Coronavirus

Members of private club voted to take a federal loan. The club will reject it anyway.

The Fisher Island Club announced the results Thursday of its straw poll of members on whether to accept a federal Paycheck Protection Program loan: 67% voted for the club to take the loan, while 33% voted for the club to assess each member $5,000 to cover any operating deficits.

And yet three days after seeking their input, the club won’t follow the will of its members. Instead, the club’s board of directors said in an email, it will reject the loan, citing recently issued guidance by the federal government about the requirement for businesses to certify that they need the money.

Although it would be “quite appropriate” for the club to take the funds as long as it kept all of its employees on payroll, the email said, “we have carefully reviewed these new guidelines with our legal counsel and accountants and decided that the Club should not accept the PPP funds.”

On Monday, the club suggested to members that it stood to lose “many, many millions in revenue” after closing its hotel, restaurants, marina, golf, tennis and spa facilities due to the COVID-19 pandemic. Without the loan or the $5,000 assessment per member, the club said it would likely lay off workers.

Now, it’s not clear what the club will do next.

“We believe this decision is in the best interest of the Club and its Members,” the board said Thursday. “We will be reviewing options for addressing the operating deficit over the next few weeks.”

Last week, the U.S. Treasury Department issued new guidelines for the Paycheck Protection Program, which is intended for small businesses struggling to retain workers during the pandemic. Borrowers must certify “in good faith,” the guidance says, that they need the loan to keep operating.

That guidance came in response to criticism that the program hasn’t helped the small business owners that need it most. Public companies received $500 million in the $349 billion first round of funding, according to the Wall Street Journal.

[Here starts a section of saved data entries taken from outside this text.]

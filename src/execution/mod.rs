pub mod context;
pub mod provider;
pub mod session;

pub use context::{ProviderConfig, ProviderOptions, SessionOptions};
pub use provider::{
    Availability, ExecutionProvider, ProviderRegistry, CPU_PROVIDER, CUDA_PROVIDER, IN_TREE_PROVIDER,
};
pub use session::InferenceSession;
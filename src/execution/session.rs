use std::collections::HashMap;
use std::path::Path;
use std::sync::Arc;
use std::time::Instant;

use log::{debug, info};

use crate::error::{Error, Result};
use crate::model::{ExecutionGraph, Node, OnnxModel, TensorInfo};
use crate::ops::registry::{KernelContext, Operator, OperatorRegistry};
use crate::ops::tensor::Tensor;
use crate::parser::{GraphBuilder, OnnxModelLoader, SchemaValidator};

use super::context::{ProviderConfig, SessionOptions};
use super::provider::{ExecutionProvider, ProviderRegistry};

/// Name reported for nodes served by a custom op domain
pub const CUSTOM_OP_PROVIDER: &str = "CustomOpDomain";

/// A node bound to the kernel that will run it
#[derive(Debug)]
struct PlannedNode {
    node: Node,
    kernel: Arc<dyn Operator>,
    opset_version: i64,
    provider: String,
}

/// A loaded model ready to run.
///
/// Planning happens once in the constructor: the graph is validated,
/// sorted, and every node is bound to a kernel. `run` only moves tensors.
#[derive(Debug)]
pub struct InferenceSession {
    model: OnnxModel,
    graph: ExecutionGraph,
    providers: Vec<Box<dyn ExecutionProvider>>,
    plan: Vec<PlannedNode>,
    initializers: HashMap<String, Tensor>,
    options: SessionOptions,
}

impl InferenceSession {
    /// Load `path` and run it on the named providers, in priority order
    pub fn new<P: AsRef<Path>>(path: P, providers: &[&str]) -> Result<Self> {
        let options = SessionOptions {
            providers: providers.iter().map(|name| ProviderConfig::new(name)).collect(),
            ..SessionOptions::default()
        };
        Self::with_options(path, options)
    }

    pub fn with_options<P: AsRef<Path>>(path: P, options: SessionOptions) -> Result<Self> {
        let model = OnnxModelLoader::load_model(path.as_ref())?;
        Self::from_model(model, options)
    }

    /// Create a session from serialized `ModelProto` bytes
    pub fn from_bytes(bytes: &[u8], options: SessionOptions) -> Result<Self> {
        let model = OnnxModelLoader::load_model_from_bytes(bytes)?;
        Self::from_model(model, options)
    }

    pub fn from_model(model: OnnxModel, options: SessionOptions) -> Result<Self> {
        if options.validate_graph {
            SchemaValidator::new().validate_model(&model)?;
        }

        let graph = GraphBuilder::build_graph(&model)?;
        let providers = ProviderRegistry::with_builtin().resolve(&options.providers)?;

        let mut custom_ops = OperatorRegistry::new();
        for domain in &options.custom_op_domains {
            domain.register_into(&mut custom_ops)?;
            debug!(
                "{}Custom domain '{}' provides [{}]",
                log_prefix(&options.log_id),
                domain.domain(),
                domain.op_types().collect::<Vec<_>>().join(", ")
            );
        }

        let plan = graph
            .nodes
            .iter()
            .map(|node| Self::assign_kernel(&model, node, &providers, &custom_ops))
            .collect::<Result<Vec<_>>>()?;

        let initializers = model
            .graph
            .initializers
            .iter()
            .map(|t| Ok((t.name.clone(), Tensor::from_model_tensor(t)?)))
            .collect::<Result<HashMap<_, _>>>()?;

        info!(
            "{}Created session for graph '{}' ({} nodes) on [{}]",
            log_prefix(&options.log_id),
            model.graph.name,
            plan.len(),
            providers.iter().map(|p| p.name()).collect::<Vec<_>>().join(", ")
        );

        Ok(Self {
            model,
            graph,
            providers,
            plan,
            initializers,
            options,
        })
    }

    /// First provider with a kernel wins; custom domains come after providers
    fn assign_kernel(
        model: &OnnxModel,
        node: &Node,
        providers: &[Box<dyn ExecutionProvider>],
        custom_ops: &OperatorRegistry,
    ) -> Result<PlannedNode> {
        let opset_version = model.opset_version(&node.domain).ok_or_else(|| {
            Error::InvalidModel(format!(
                "Node {} uses domain '{}' which is not imported by the model",
                node.name, node.domain
            ))
        })?;

        let assigned = providers
            .iter()
            .find_map(|p| {
                p.registry()
                    .get_operator(&node.op_type, &node.domain, opset_version)
                    .map(|kernel| (kernel, p.name().to_string()))
            })
            .or_else(|| {
                custom_ops
                    .get_operator(&node.op_type, &node.domain, opset_version)
                    .map(|kernel| (kernel, CUSTOM_OP_PROVIDER.to_string()))
            });

        let (kernel, provider) = assigned.ok_or_else(|| Error::UnsupportedOperator {
            domain: node.domain.clone(),
            op_type: node.op_type.clone(),
            version: opset_version,
        })?;

        kernel.validate(node)?;
        debug!("Node {} ({}) assigned to {}", node.name, node.qualified_op(), provider);

        Ok(PlannedNode {
            node: node.clone(),
            kernel,
            opset_version,
            provider,
        })
    }

    pub fn model(&self) -> &OnnxModel {
        &self.model
    }

    pub fn inputs(&self) -> &[TensorInfo] {
        &self.model.graph.inputs
    }

    pub fn outputs(&self) -> &[TensorInfo] {
        &self.model.graph.outputs
    }

    /// Providers in use, in priority order
    pub fn providers(&self) -> Vec<&str> {
        self.providers.iter().map(|p| p.name()).collect()
    }

    /// `(node name, provider)` in execution order
    pub fn node_assignments(&self) -> Vec<(&str, &str)> {
        self.plan
            .iter()
            .map(|step| (step.node.name.as_str(), step.provider.as_str()))
            .collect()
    }

    pub fn execution_graph(&self) -> &ExecutionGraph {
        &self.graph
    }

    /// Run the graph and return `output_names` in the requested order.
    /// An empty `output_names` returns every graph output.
    pub fn run(&self, output_names: &[&str], inputs: HashMap<String, Tensor>) -> Result<Vec<Tensor>> {
        let requested = self.check_output_names(output_names)?;
        self.check_inputs(&inputs)?;

        let mut values: HashMap<String, Tensor> = self.initializers.clone();
        values.extend(inputs);

        for step in &self.plan {
            let produced = self.run_node(step, &values)?;
            values.extend(produced);
        }

        requested
            .into_iter()
            .map(|name| {
                values
                    .get(name)
                    .map(|t| Tensor::new(t.data.clone()).with_name(name))
                    .ok_or_else(|| Error::InvalidGraph(format!("Output {} was not computed", name)))
            })
            .collect()
    }

    fn check_output_names<'a>(&'a self, output_names: &[&'a str]) -> Result<Vec<&'a str>> {
        if output_names.is_empty() {
            return Ok(self.outputs().iter().map(|o| o.name.as_str()).collect());
        }

        for name in output_names {
            if !self.outputs().iter().any(|o| o.name == *name) {
                return Err(Error::InvalidOutputName(name.to_string()));
            }
        }
        Ok(output_names.to_vec())
    }

    fn check_inputs(&self, inputs: &HashMap<String, Tensor>) -> Result<()> {
        for name in inputs.keys() {
            if !self.inputs().iter().any(|i| &i.name == name) {
                return Err(Error::InvalidInputName(name.clone()));
            }
        }

        for info in self.inputs() {
            let tensor = inputs
                .get(&info.name)
                .ok_or_else(|| Error::MissingInput(info.name.clone()))?;

            if tensor.data_type() != info.data_type {
                return Err(Error::TypeMismatch {
                    name: info.name.clone(),
                    expected: format!("tensor({})", info.data_type),
                    actual: format!("tensor({})", tensor.data_type()),
                });
            }

            if !info.accepts_shape(tensor.shape()) {
                return Err(Error::ShapeMismatch {
                    name: info.name.clone(),
                    expected: info.shape.clone(),
                    actual: tensor.shape().to_vec(),
                });
            }
        }

        Ok(())
    }

    fn run_node(&self, step: &PlannedNode, values: &HashMap<String, Tensor>) -> Result<Vec<(String, Tensor)>> {
        let node = &step.node;
        let started = Instant::now();

        let inputs = node
            .inputs
            .iter()
            .map(|name| {
                if name.is_empty() {
                    return Ok(None);
                }
                values.get(name).map(Some).ok_or_else(|| Error::ExecutionError {
                    node: node.name.clone(),
                    message: format!("input {} is not available", name),
                })
            })
            .collect::<Result<Vec<Option<&Tensor>>>>()?;

        let mut outputs: Vec<Option<Tensor>> = vec![None; node.outputs.len()];
        let context = KernelContext::new(node, step.opset_version);

        step.kernel
            .compute(&inputs, &mut outputs, &context)
            .map_err(|e| Error::ExecutionError {
                node: node.name.clone(),
                message: e.to_string(),
            })?;

        let mut produced = Vec::with_capacity(outputs.len());
        for (slot, name) in node.connected_outputs() {
            let tensor = outputs[slot].take().ok_or_else(|| Error::ExecutionError {
                node: node.name.clone(),
                message: format!("output {} ({}) was not produced", slot, name),
            })?;
            produced.push((name.to_string(), tensor.with_name(name)));
        }

        if self.options.enable_profiling {
            debug!(
                "{}{} on {} took {:?}",
                log_prefix(&self.options.log_id),
                node.name,
                step.provider,
                started.elapsed()
            );
        }

        Ok(produced)
    }
}

fn log_prefix(log_id: &str) -> String {
    if log_id.is_empty() {
        String::new()
    } else {
        format!("[{}] ", log_id)
    }
}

The federal government said last week that any borrower that repays its loan in full by May 7 “will be deemed ... to have made the required certification [of need] in good faith.” The Fisher Island Club applied for the loan April 10 and expects to receive the funds “within the next week.”

Memberships in the exclusive club cost $250,000. Fisher Island, nestled between Miami and Miami Beach, is the wealthiest ZIP code in America with an average annual income of around $2.5 million among its residents.

The ultimatum the board presented Monday — either we accept the federal loan or you each pay $5,000 — upset at least some of its members. Thomas Lauria, a corporate lawyer, told the Herald he was “stunned” when he learned the club had even applied for the loan.

“That we would even consider taking a government loan out of a program that is designed to really help small businesses on the verge of going out of business — every dollar we take is a dollar somebody else can’t get,” he said.

Lauria said he would willingly pay out of pocket to ensure that island workers keep their jobs.

“I would not turn them out, and I know my friends and other people I know here would not turn them out,” Lauria said.

The club is a separate entity from the Fisher Island Community Association, which is the master homeowners’ association on the island. The Fisher Island Community Association recently asked its members to vote on whether to accept a $2 million small business loan and ultimately decided to reject the funds.

The island made international headlines earlier this month after the Herald reported it had worked out a deal with the University of Miami Health System to make rapid blood tests for COVID-19 antibodies available to the 800 or so families that live there, and to all the workers who maintain the property and patrol its streets.

That news sparked frustration from some as the availability of testing for the novel coronavirus, including antibody tests, remains limited nationwide.